• Exercise: Give back exactly the lines of the data below, starting with the line that has "pub use reliability::RetryPolicy;" and going on through the line that has "pub use service::JobActivities;".

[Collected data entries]
Segment Open

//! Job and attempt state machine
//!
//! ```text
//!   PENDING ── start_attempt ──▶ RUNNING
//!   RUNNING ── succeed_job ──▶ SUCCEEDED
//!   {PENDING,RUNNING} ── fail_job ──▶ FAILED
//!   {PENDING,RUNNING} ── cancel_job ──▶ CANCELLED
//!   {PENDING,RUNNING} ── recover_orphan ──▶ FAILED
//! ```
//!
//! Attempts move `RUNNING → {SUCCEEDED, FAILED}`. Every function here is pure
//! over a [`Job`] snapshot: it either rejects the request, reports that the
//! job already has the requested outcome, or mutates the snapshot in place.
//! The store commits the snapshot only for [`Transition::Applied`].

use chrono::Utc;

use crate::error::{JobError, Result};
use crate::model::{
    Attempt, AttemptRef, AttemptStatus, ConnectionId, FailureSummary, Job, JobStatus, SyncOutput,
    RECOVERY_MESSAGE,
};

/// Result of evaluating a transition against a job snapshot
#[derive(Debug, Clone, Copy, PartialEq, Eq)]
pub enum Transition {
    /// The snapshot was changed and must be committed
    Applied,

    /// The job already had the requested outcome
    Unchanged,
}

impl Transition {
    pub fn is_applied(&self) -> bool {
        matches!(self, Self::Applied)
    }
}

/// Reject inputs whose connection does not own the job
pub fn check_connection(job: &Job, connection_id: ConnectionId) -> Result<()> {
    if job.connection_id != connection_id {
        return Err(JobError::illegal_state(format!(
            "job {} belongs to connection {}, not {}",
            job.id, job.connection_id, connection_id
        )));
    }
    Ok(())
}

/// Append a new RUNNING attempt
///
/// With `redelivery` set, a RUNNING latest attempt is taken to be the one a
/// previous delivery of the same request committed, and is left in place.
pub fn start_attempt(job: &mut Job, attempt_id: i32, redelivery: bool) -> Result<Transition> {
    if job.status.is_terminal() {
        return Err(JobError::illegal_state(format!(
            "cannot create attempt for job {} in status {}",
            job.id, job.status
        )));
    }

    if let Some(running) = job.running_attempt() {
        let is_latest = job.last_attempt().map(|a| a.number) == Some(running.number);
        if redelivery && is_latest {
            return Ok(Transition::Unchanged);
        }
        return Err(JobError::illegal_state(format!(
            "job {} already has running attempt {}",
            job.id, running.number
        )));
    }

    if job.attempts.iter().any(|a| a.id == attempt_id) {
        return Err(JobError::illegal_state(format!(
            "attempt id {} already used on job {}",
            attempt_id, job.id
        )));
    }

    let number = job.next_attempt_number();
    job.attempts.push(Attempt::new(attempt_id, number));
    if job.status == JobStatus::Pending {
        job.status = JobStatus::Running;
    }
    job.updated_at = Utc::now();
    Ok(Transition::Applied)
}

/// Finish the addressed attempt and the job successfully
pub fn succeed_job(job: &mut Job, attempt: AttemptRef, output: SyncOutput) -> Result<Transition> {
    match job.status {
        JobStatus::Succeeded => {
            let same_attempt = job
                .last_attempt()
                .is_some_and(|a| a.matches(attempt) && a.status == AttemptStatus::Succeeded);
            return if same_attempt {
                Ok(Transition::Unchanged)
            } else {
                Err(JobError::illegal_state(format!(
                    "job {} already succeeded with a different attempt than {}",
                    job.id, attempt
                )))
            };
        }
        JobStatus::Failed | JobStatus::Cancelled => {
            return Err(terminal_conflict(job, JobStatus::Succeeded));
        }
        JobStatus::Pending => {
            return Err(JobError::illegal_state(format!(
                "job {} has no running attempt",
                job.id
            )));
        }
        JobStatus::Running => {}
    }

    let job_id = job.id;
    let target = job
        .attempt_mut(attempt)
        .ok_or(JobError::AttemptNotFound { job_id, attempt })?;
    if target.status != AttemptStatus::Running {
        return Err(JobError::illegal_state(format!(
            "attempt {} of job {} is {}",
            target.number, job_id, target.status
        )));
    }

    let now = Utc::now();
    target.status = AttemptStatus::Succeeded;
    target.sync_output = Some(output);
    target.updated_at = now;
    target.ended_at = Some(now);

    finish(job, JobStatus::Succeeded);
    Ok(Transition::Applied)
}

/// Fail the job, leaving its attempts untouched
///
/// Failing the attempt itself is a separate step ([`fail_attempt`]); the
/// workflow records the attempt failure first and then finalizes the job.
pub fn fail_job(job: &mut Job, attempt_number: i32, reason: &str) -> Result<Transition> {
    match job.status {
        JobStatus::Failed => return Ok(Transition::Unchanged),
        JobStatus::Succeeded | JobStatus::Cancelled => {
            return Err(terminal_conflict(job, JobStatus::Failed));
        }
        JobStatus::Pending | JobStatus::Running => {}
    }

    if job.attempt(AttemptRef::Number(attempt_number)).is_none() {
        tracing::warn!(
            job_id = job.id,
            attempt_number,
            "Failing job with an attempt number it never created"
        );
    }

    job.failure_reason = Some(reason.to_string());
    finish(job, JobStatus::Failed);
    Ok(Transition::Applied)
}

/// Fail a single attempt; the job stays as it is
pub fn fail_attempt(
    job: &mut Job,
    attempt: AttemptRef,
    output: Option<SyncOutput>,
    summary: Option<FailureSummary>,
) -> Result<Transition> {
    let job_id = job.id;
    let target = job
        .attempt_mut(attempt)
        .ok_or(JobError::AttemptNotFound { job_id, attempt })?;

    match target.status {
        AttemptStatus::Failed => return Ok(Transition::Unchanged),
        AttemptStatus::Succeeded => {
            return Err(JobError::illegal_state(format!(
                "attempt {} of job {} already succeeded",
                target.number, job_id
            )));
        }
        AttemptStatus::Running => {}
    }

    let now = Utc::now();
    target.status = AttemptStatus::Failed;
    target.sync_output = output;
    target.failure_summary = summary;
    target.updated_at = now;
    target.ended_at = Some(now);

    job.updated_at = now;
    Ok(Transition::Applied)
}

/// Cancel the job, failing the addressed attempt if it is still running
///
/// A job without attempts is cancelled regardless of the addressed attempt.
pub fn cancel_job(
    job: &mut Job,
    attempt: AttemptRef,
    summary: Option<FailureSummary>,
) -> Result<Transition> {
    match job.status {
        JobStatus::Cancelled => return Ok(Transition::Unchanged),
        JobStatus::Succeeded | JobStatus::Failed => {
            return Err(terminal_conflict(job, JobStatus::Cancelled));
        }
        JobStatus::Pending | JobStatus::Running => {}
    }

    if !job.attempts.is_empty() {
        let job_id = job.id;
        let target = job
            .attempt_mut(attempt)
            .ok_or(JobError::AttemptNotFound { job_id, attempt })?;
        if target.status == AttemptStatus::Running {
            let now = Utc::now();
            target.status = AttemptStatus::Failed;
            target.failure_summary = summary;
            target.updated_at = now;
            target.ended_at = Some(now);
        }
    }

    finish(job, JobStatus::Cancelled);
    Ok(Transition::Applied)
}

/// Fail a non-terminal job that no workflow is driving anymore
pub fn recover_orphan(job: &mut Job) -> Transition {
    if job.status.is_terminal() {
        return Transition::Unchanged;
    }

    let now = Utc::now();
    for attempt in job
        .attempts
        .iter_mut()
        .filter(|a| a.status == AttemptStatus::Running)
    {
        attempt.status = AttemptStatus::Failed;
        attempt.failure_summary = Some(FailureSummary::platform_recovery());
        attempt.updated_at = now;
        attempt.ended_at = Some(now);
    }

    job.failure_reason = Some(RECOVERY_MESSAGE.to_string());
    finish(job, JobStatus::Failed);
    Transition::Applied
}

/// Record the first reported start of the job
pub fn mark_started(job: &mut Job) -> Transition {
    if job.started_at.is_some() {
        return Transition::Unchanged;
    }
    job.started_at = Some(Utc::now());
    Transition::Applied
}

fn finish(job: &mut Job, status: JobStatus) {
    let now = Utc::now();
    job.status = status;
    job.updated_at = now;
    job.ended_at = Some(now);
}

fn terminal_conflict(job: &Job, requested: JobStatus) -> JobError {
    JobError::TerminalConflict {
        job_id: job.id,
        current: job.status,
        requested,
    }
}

Segment Closed
Segment Open

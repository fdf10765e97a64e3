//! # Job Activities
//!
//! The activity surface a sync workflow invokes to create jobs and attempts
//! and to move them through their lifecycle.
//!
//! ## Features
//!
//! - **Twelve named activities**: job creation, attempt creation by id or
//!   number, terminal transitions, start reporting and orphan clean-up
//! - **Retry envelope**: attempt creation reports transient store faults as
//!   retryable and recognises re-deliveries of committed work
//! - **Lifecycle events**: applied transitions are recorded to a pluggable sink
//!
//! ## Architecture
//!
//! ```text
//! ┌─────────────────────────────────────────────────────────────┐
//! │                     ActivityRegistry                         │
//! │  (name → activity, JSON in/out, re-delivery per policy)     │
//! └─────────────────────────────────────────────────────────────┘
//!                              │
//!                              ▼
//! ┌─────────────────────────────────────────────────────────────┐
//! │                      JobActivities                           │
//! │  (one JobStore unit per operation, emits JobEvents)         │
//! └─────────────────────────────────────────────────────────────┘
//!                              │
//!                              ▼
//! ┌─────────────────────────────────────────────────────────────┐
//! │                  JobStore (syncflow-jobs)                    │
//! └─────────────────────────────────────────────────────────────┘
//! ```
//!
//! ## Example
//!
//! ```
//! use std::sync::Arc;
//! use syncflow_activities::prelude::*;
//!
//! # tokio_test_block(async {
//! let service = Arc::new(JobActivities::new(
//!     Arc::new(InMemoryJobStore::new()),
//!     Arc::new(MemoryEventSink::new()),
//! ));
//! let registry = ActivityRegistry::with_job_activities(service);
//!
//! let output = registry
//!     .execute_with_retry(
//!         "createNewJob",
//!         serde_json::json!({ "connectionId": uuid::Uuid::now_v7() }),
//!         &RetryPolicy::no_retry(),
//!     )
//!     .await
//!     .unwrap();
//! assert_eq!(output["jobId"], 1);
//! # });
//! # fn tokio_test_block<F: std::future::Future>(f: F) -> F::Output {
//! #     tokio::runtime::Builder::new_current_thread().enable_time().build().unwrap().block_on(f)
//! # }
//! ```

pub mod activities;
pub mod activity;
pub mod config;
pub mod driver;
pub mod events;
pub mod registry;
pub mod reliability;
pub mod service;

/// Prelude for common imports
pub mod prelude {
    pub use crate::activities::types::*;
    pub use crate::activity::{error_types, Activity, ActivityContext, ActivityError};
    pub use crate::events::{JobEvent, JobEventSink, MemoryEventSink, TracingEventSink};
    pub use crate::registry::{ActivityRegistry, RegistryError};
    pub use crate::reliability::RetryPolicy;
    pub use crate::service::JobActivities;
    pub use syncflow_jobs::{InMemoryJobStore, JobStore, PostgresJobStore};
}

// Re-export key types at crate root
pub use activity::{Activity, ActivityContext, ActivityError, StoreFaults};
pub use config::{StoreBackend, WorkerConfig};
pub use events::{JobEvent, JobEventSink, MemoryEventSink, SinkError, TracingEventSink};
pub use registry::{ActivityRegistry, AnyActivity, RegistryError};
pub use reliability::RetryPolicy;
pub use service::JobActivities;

Segment Closed

• Finished task:
pub use reliability::RetryPolicy;
pub use service::JobActivities;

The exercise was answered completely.